Top of RECORDS SUPPLIED

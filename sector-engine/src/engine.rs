use std::fs;
use std::sync::atomic::{AtomicBool, Ordering};
use std::sync::{mpsc, Arc, Mutex};

use crate::api::*;
use crate::error::{err_code_and_msg, err_unrecov, Result};
use crate::metadata::{SectorStatus, StagedSectorMetadata};
use crate::metadata_manager::SectorMetadataManager;
use crate::scheduler::{Request, Scheduler};
use crate::sealer::{SealerInput, SealerWorker};
use crate::store::SectorStore;
use crate::NUM_SEAL_WORKERS;

const FATAL_NOLOCK: &str = "error acquiring engine lock";
const SCHEDULER_QUEUE_DEPTH: usize = 100;

/// An in-process sealing engine. A scheduler thread owns all sector metadata
/// and a pool of sealer threads performs the sealing.
pub struct LocalEngine {
    destroyed: AtomicBool,
    store_type: SectorStoreType,
    scheduler_tx: mpsc::SyncSender<Request>,
    scheduler: Mutex<Scheduler>,
    sealers: Mutex<Vec<SealerWorker>>,
}

impl LocalEngine {
    pub fn init_from_metadata(request: InitRequest, num_seal_workers: usize) -> Result<LocalEngine> {
        let InitRequest {
            store_type,
            last_used_sector_id,
            metadata_dir,
            prover_id,
            sealed_sector_dir,
            staged_sector_dir,
            max_num_staged_sectors,
        } = request;

        if max_num_staged_sectors == 0 {
            return Err(err_unrecov("max_num_staged_sectors must be at least 1"));
        }

        fs::create_dir_all(&metadata_dir)?;

        let store = SectorStore::new(store_type, staged_sector_dir, sealed_sector_dir)?;

        let m = SectorMetadataManager::initialize(
            store,
            metadata_dir,
            prover_id,
            last_used_sector_id,
            max_num_staged_sectors,
        )?;

        let (scheduler_tx, scheduler_rx) = mpsc::sync_channel(SCHEDULER_QUEUE_DEPTH);
        let (worker_tx, worker_rx) = mpsc::channel();
        let worker_rx = Arc::new(Mutex::new(worker_rx));

        let num_seal_workers = num_seal_workers.max(1);

        let sealers: Vec<SealerWorker> = (0..num_seal_workers)
            .map(|n| SealerWorker::start(n, worker_rx.clone(), prover_id))
            .collect();

        let scheduler = Scheduler::start(
            scheduler_tx.clone(),
            scheduler_rx,
            worker_tx,
            num_seal_workers,
            m,
        );

        Ok(LocalEngine {
            destroyed: AtomicBool::new(false),
            store_type,
            scheduler_tx,
            scheduler: Mutex::new(scheduler),
            sealers: Mutex::new(sealers),
        })
    }

    // Run a task, blocking on the return channel.
    fn run_blocking<T, F: FnOnce(mpsc::SyncSender<Result<T>>) -> Request>(
        &self,
        with_sender: F,
    ) -> Result<T> {
        let (tx, rx) = mpsc::sync_channel(1);

        self.scheduler_tx
            .send(with_sender(tx))
            .map_err(|_| err_unrecov("engine has been destroyed"))?;

        rx.recv()
            .map_err(|_| err_unrecov("engine dropped the request"))?
    }

    fn shutdown(&self) {
        if self.destroyed.swap(true, Ordering::SeqCst) {
            return;
        }

        // Shut down main worker and sealers, too.
        if self.scheduler_tx.send(Request::Shutdown).is_err() {
            warn!("err sending Shutdown to scheduler");
        }

        // Wait for worker threads to return.
        let scheduler_thread = self.scheduler.lock().expect(FATAL_NOLOCK).thread.take();
        if let Some(thread) = scheduler_thread {
            if thread.join().is_err() {
                error!("scheduler thread panicked");
            }
        }

        for worker in self.sealers.lock().expect(FATAL_NOLOCK).iter_mut() {
            if let Some(thread) = worker.thread.take() {
                if thread.join().is_err() {
                    error!("sealer {} panicked", worker.id);
                }
            }
        }
    }
}

impl Drop for LocalEngine {
    fn drop(&mut self) {
        self.shutdown();
    }
}

fn staged_into_response(meta: StagedSectorMetadata) -> EngineStagedSector {
    let status_code = SealStatusCode::from(&meta.seal_status);

    let seal_error_msg = match meta.seal_status {
        crate::metadata::SealStatus::Failed(ref err) => err.clone(),
        _ => String::new(),
    };

    EngineStagedSector {
        sector_access: meta.sector_access,
        sector_id: meta.sector_id,
        pieces: meta.pieces.into_iter().map(Into::into).collect(),
        seal_status_code: status_code.into(),
        seal_error_msg,
    }
}

impl SealingEngine for LocalEngine {
    fn init(request: InitRequest) -> InitResponse<Self> {
        let mut response = InitResponse::default();

        match LocalEngine::init_from_metadata(request, NUM_SEAL_WORKERS) {
            Ok(engine) => {
                response.status_code = ResponseStatus::NoError;
                response.engine = Some(engine);
            }
            Err(err) => {
                let (code, msg) = err_code_and_msg(&err);
                response.status_code = code;
                response.error_msg = msg;
            }
        }

        response
    }

    fn max_user_bytes_per_staged_sector(&self) -> MaxUserBytesResponse {
        let mut response = MaxUserBytesResponse::default();
        response.max_staged_bytes_per_sector = self.store_type.max_user_bytes_per_sector();
        response
    }

    fn add_piece(&self, piece_key: &str, piece_bytes: &[u8]) -> AddPieceResponse {
        info!("add_piece: {}", "start");

        let mut response = AddPieceResponse::default();

        let key = piece_key.to_string();
        let bytes = piece_bytes.to_vec();

        match self.run_blocking(|tx| Request::AddPiece(key, bytes, tx)) {
            Ok(sector_id) => {
                response.status_code = ResponseStatus::NoError;
                response.sector_id = sector_id;
            }
            Err(err) => {
                let (code, msg) = err_code_and_msg(&err);
                response.status_code = code;
                response.error_msg = msg;
            }
        }

        info!("add_piece: {}", "finish");

        response
    }

    fn get_seal_status(&self, sector_id: SectorId) -> GetSealStatusResponse {
        let mut response = GetSealStatusResponse::default();

        match self.run_blocking(|tx| Request::GetSealStatus(sector_id, tx)) {
            Ok(status) => {
                response.status_code = ResponseStatus::NoError;

                match status {
                    SectorStatus::Pending => {
                        response.seal_status_code = SealStatusCode::Pending.into();
                    }
                    SectorStatus::Sealing => {
                        response.seal_status_code = SealStatusCode::Sealing.into();
                    }
                    SectorStatus::Failed(err) => {
                        response.seal_status_code = SealStatusCode::Failed.into();
                        response.seal_error_msg = err;
                    }
                    SectorStatus::Sealed(meta) => {
                        let meta = *meta;

                        response.seal_status_code = SealStatusCode::Sealed.into();
                        response.comm_d = meta.comm_d;
                        response.comm_r = meta.comm_r;
                        response.comm_r_star = meta.comm_r_star;
                        response.proof = meta.proof;
                        response.pieces = meta.pieces.into_iter().map(Into::into).collect();
                    }
                }
            }
            Err(err) => {
                let (code, msg) = err_code_and_msg(&err);
                response.status_code = code;
                response.error_msg = msg;
            }
        }

        response
    }

    fn seal_all_staged_sectors(&self) -> SealAllStagedSectorsResponse {
        info!("seal_all_staged_sectors: {}", "start");

        let mut response = SealAllStagedSectorsResponse::default();

        if let Err(err) = self.run_blocking(Request::SealAllStagedSectors) {
            let (code, msg) = err_code_and_msg(&err);
            response.status_code = code;
            response.error_msg = msg;
        }

        info!("seal_all_staged_sectors: {}", "finish");

        response
    }

    fn get_sealed_sectors(&self) -> GetSealedSectorsResponse {
        let mut response = GetSealedSectorsResponse::default();

        match self.run_blocking(Request::GetSealedSectors) {
            Ok(sectors) => {
                response.status_code = ResponseStatus::NoError;
                response.sectors = sectors.into_iter().map(Into::into).collect();
            }
            Err(err) => {
                let (code, msg) = err_code_and_msg(&err);
                response.status_code = code;
                response.error_msg = msg;
            }
        }

        response
    }

    fn get_staged_sectors(&self) -> GetStagedSectorsResponse {
        let mut response = GetStagedSectorsResponse::default();

        match self.run_blocking(Request::GetStagedSectors) {
            Ok(sectors) => {
                response.status_code = ResponseStatus::NoError;
                response.sectors = sectors.into_iter().map(staged_into_response).collect();
            }
            Err(err) => {
                let (code, msg) = err_code_and_msg(&err);
                response.status_code = code;
                response.error_msg = msg;
            }
        }

        response
    }

    fn read_piece_from_sealed_sector(&self, piece_key: &str) -> ReadPieceFromSealedSectorResponse {
        info!("read_piece_from_sealed_sector: {}", "start");

        let mut response = ReadPieceFromSealedSectorResponse::default();

        let key = piece_key.to_string();

        match self.run_blocking(|tx| Request::RetrievePiece(key, tx)) {
            Ok(piece_bytes) => {
                response.status_code = ResponseStatus::NoError;
                response.data = piece_bytes;
            }
            Err(err) => {
                let (code, msg) = err_code_and_msg(&err);
                response.status_code = code;
                response.error_msg = msg;
            }
        }

        info!("read_piece_from_sealed_sector: {}", "finish");

        response
    }

    fn destroy(&self) {
        self.shutdown();
    }
}
use std::collections::{BTreeMap, BTreeSet};
use std::sync::atomic::{AtomicU64, Ordering};
use std::sync::{Arc, Mutex};
use std::thread;
use std::time::Duration;

use crossbeam_channel::{bounded, select, tick, unbounded, Receiver, Sender};

use sector_engine::SectorId;

use crate::error::{Error, Result};
use crate::metadata::{SealResult, SealStatus};

const FATAL_NOLOCK: &str = "error acquiring tracked sector lock";

/// Last non-terminal status observed for a tracked sector.
#[derive(Debug, Clone, Copy, PartialEq, Eq)]
pub enum InFlight {
    Pending,
    Sealing,
}

#[derive(Default)]
struct Tracked {
    sectors: BTreeMap<SectorId, InFlight>,
    // Sectors whose result has been delivered. Never pruned: one entry per
    // retired sector for the poller's lifetime is what keeps a late
    // registration from tracking a sector a second time.
    retired: BTreeSet<SectorId>,
}

#[derive(Default)]
struct Shared {
    tracked: Mutex<Tracked>,
    unexpected_statuses: AtomicU64,
}

impl Shared {
    fn track(&self, sector_id: SectorId) {
        let mut tracked = self.tracked.lock().expect(FATAL_NOLOCK);

        if !tracked.retired.contains(&sector_id) {
            tracked.sectors.entry(sector_id).or_insert(InFlight::Pending);
        }
    }

    fn observe(&self, sector_id: SectorId, status: InFlight) {
        let mut tracked = self.tracked.lock().expect(FATAL_NOLOCK);

        if let Some(entry) = tracked.sectors.get_mut(&sector_id) {
            *entry = status;
        }
    }

    fn retire(&self, sector_id: SectorId) {
        let mut tracked = self.tracked.lock().expect(FATAL_NOLOCK);

        tracked.sectors.remove(&sector_id);
        tracked.retired.insert(sector_id);
    }

    fn sector_ids(&self) -> Vec<SectorId> {
        let tracked = self.tracked.lock().expect(FATAL_NOLOCK);
        tracked.sectors.keys().cloned().collect()
    }

    fn sectors(&self) -> Vec<(SectorId, InFlight)> {
        let tracked = self.tracked.lock().expect(FATAL_NOLOCK);
        tracked.sectors.iter().map(|(id, status)| (*id, *status)).collect()
    }
}

/// Hands sector ids to a running poller without blocking. Registrations made
/// after the poller stops are dropped.
#[derive(Clone)]
pub struct SectorIdRegistrar {
    tx: Sender<SectorId>,
}

impl SectorIdRegistrar {
    pub fn register(&self, sector_id: SectorId) {
        if self.tx.send(sector_id).is_err() {
            debug!("poller stopped; not tracking sector {}", sector_id);
        }
    }
}

/// Periodically asks the engine for the status of every tracked sector and
/// emits exactly one `SealResult` per sector once it is sealed or has failed.
pub struct SealStatusPoller {
    shared: Arc<Shared>,
    registrar: SectorIdRegistrar,
    stop_tx: Option<Sender<()>>,
    thread: Option<thread::JoinHandle<()>>,
}

impl SealStatusPoller {
    /// Starts sweeping every `interval`. `find_seal_status` is called from the
    /// poller's thread, one sector at a time.
    pub fn start<I, F>(
        sector_ids: I,
        results_tx: Sender<SealResult>,
        interval: Duration,
        find_seal_status: F,
    ) -> SealStatusPoller
    where
        I: IntoIterator<Item = SectorId>,
        F: Fn(SectorId) -> Result<SealStatus> + Send + 'static,
    {
        let shared = Arc::new(Shared::default());
        for sector_id in sector_ids {
            shared.track(sector_id);
        }

        let (register_tx, register_rx) = unbounded();
        let (stop_tx, stop_rx) = bounded(0);

        let sweeper = Sweeper {
            shared: Arc::clone(&shared),
            register_rx,
            stop_rx,
            results_tx,
            find_seal_status,
        };

        let thread = thread::spawn(move || sweeper.run(interval));

        SealStatusPoller {
            shared,
            registrar: SectorIdRegistrar { tx: register_tx },
            stop_tx: Some(stop_tx),
            thread: Some(thread),
        }
    }

    pub fn add_sector_id(&self, sector_id: SectorId) {
        self.registrar.register(sector_id)
    }

    pub fn registrar(&self) -> SectorIdRegistrar {
        self.registrar.clone()
    }

    /// Sectors whose result has not been delivered yet, in ascending order.
    pub fn tracked_sector_ids(&self) -> Vec<SectorId> {
        self.shared.sector_ids()
    }

    /// Tracked sectors with the last status the engine reported for each.
    pub fn tracked_sectors(&self) -> Vec<(SectorId, InFlight)> {
        self.shared.sectors()
    }

    pub fn unexpected_status_count(&self) -> u64 {
        self.shared.unexpected_statuses.load(Ordering::SeqCst)
    }

    pub fn is_running(&self) -> bool {
        self.thread.is_some()
    }

    /// Stops sweeping, abandoning any result which is waiting for a consumer,
    /// and waits for the poller thread to exit. Safe to call more than once.
    pub fn stop(&mut self) {
        // disconnecting the stop channel wakes every select in the sweeper
        self.stop_tx.take();

        if let Some(thread) = self.thread.take() {
            if thread.join().is_err() {
                error!("seal status poller thread panicked");
            }
        }
    }
}

impl Drop for SealStatusPoller {
    fn drop(&mut self) {
        self.stop();
    }
}

enum Flow {
    Continue,
    Stop,
}

struct Sweeper<F> {
    shared: Arc<Shared>,
    register_rx: Receiver<SectorId>,
    stop_rx: Receiver<()>,
    results_tx: Sender<SealResult>,
    find_seal_status: F,
}

impl<F> Sweeper<F>
where
    F: Fn(SectorId) -> Result<SealStatus>,
{
    fn run(self, interval: Duration) {
        info!("seal status poller: {}", "start");

        let ticker = tick(interval);

        loop {
            select! {
                recv(self.stop_rx) -> _ => break,
                recv(self.register_rx) -> msg => match msg {
                    Ok(sector_id) => self.shared.track(sector_id),
                    Err(_) => break,
                },
                recv(ticker) -> _ => {
                    if let Flow::Stop = self.sweep() {
                        break;
                    }
                }
            }
        }

        info!("seal status poller: {}", "finish");
    }

    fn sweep(&self) -> Flow {
        // registrations racing the tick are included in this sweep
        while let Ok(sector_id) = self.register_rx.try_recv() {
            self.shared.track(sector_id);
        }

        for sector_id in self.shared.sector_ids() {
            let result = match (self.find_seal_status)(sector_id) {
                Ok(SealStatus::Pending) => {
                    self.shared.observe(sector_id, InFlight::Pending);
                    continue;
                }
                Ok(SealStatus::Sealing) => {
                    self.shared.observe(sector_id, InFlight::Sealing);
                    continue;
                }
                Ok(SealStatus::Sealed(meta)) => SealResult::Sealed(*meta),
                Ok(SealStatus::Failed(message)) => SealResult::Failed { sector_id, message },
                Err(Error::UnexpectedSealStatus(code)) => {
                    self.shared.unexpected_statuses.fetch_add(1, Ordering::SeqCst);
                    error!(
                        "sector {} reported unexpected seal status code {}",
                        sector_id, code
                    );
                    continue;
                }
                Err(err) => {
                    warn!("could not get seal status of sector {}: {}", sector_id, err);
                    continue;
                }
            };

            if let Flow::Stop = self.deliver(result) {
                return Flow::Stop;
            }

            self.shared.retire(sector_id);
        }

        Flow::Continue
    }

    /// Blocks until a consumer takes the result or the poller is stopped.
    fn deliver(&self, result: SealResult) -> Flow {
        let sector_id = result.sector_id();

        select! {
            send(self.results_tx, result) -> sent => match sent {
                Ok(()) => {
                    debug!("delivered seal result for sector {}", sector_id);
                    Flow::Continue
                }
                Err(_) => {
                    warn!("seal result consumer is gone; dropping result for sector {}", sector_id);
                    Flow::Stop
                }
            },
            recv(self.stop_rx) -> _ => Flow::Stop,
        }
    }
}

Bottom of RECORDS SUPPLIED

### PROBLEM STATEMENT
For each line in the data that contains the string "struct", give a copy of that line.

### SOLUTION BELOW
pub struct LocalEngine {
struct Tracked {
struct Shared {
pub struct SectorIdRegistrar {
pub struct SealStatusPoller {
struct Sweeper<F> {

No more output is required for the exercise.